«CONFORTARA MI ALMA». Salmos 23.3

CUARTO HÁBITO: CONSOLAR

Existen ocasiones en que las palabras no alcanzan para enfrentar un momento difícil, y el único remedio funcional es un abrazo silencioso. No necesitamos que nos den consejos ni opiniones. No es necesario que profieran pésames o declaraciones emocionales. Solo necesitamos que alguien querido venga y ponga sus brazos alrededor de nuestros hombros, se quede en silencio y permita que el abrazo lo diga todo. En esa acción hay una paz y un descanso que ninguna otra cosa puede o podría traer. Ese es el poder de la consolación, otra de las tareas del buen pastor.

A muchos pastores se nos olvida que uno de los ministerios más importantes del Espíritu Santo es el de Consolador (Juan 14.26). Cuando ejercemos el consuelo estamos actuando en nombre de Él. Estamos permitiendo, literalmente, que nuestros brazos sean los del Consolador. Que nuestras palabras sean las de Él. Que nuestras manos y nuestras acciones sirvan de representantes del Santo Espíritu de Dios. Qué distinción tan alta nos confiere el Señor al permitirnos ser Sus manos, Sus palabras y Sus brazos para el necesitado, el desamparado y desesperado. No perdamos de vista que la gente está «rota», con muchísimos problemas, necesitada de una palabra de aliento o simplemente de una persona que venga y se pare a su lado mientras pasa el momento amargo.

Creo en el poder del Espíritu Santo. Creo en la unción del Espíritu Santo. Creo en toda la expresión de los dones y las manifestaciones del Espíritu Santo. Creo, no solamente porque es parte de mi formación teológica y porque encuentro congruencia en la Biblia para sostener que esos dones y esas manifestaciones son para nuestra vida diaria, sino porque los he visto y experimentado de primera mano.

EXISTE UN DESEQUILIBRIO CUANDO SOLO BUSCAMOS EL PODER Y LAS MANIFESTACIONES DEL ESPÍRITU SANTO.

El poder de la acción del Espíritu Santo y las manifestaciones milagrosas han sido constantes en mi vida ministerial desde hace más de treinta y dos años. Sin embargo, también creo que existe un desequilibrio cuando solo buscamos el poder y las manifestaciones del Espíritu Santo, olvidando o menospreciando los demás aspectos y las verdaderas prioridades del Espíritu Santo de Dios. Él es Maestro que nos recuerda, es Guía que nos dirige, es Compañero y Presencia que nos acompaña, es Consolador que nos abraza, entre muchas otras cosas. Sin embargo, en nombre de buscar del Espíritu Santo veo a muchos líderes tan entusiasmados con la idea de ser «poderosos», buscando los dones «espectaculares» de sanidades y milagros, innegables y necesarios, que se olvidan de la vitalidad de comprender que cuando se da un abrazo consolador en nombre del Señor, esa simple acción es tan poderosa como el milagro de un paralítico levantándose de su silla de ruedas y corriendo.
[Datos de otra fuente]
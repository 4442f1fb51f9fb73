//! Query-state binder: URL parameters, paging regimes and list-view lifecycle.

pub mod paging;
pub mod query_state;
pub mod view_state;

pub use paging::{CLIENT_ROW_COUNT_SENTINEL, PagingMode, SERVER_ROW_COUNT_SENTINEL, row_count};
pub use query_state::{MAX_PAGE_SIZE, STATUS_FIELD, filter_model, reduce};
pub use view_state::{ViewEvent, ViewState};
El abrazo consolador puede ser tan milagroso en el corazón del triste, como cualquier otro milagro. Hace falta que entendamos que un don no es más especial que otro por su efecto visible. Son todos necesarios y son todos deseables. Por eso el apóstol Pablo escribe: «Procurad, pues, los dones mejores» (1 Corintios 12.31). ¿Cuál es el mejor don? El que es necesario para el momento. El mejor don es aquel que suple la necesidad del momento. Cuando se necesita sanidad, no hace falta la interpretación de lenguas. Cuando se necesita profecía, no hace falta la sanidad física. Cuando hace falta echar fuera un demonio, no ocupamos otro don. En fin, los mejores dones son aquellos que mejor suplen la necesidad de cada circunstancia con precisión. No hay uno más grande que el otro o más importante que el otro. El dar un abrazo consolador en el nombre del Señor puede ser tan importante que cualquier otro ministerio o don del Espíritu Santo, cuando es momento de utilizar ese don específico y no solo para el necesitado, sino desde la mismísima perspectiva de Dios.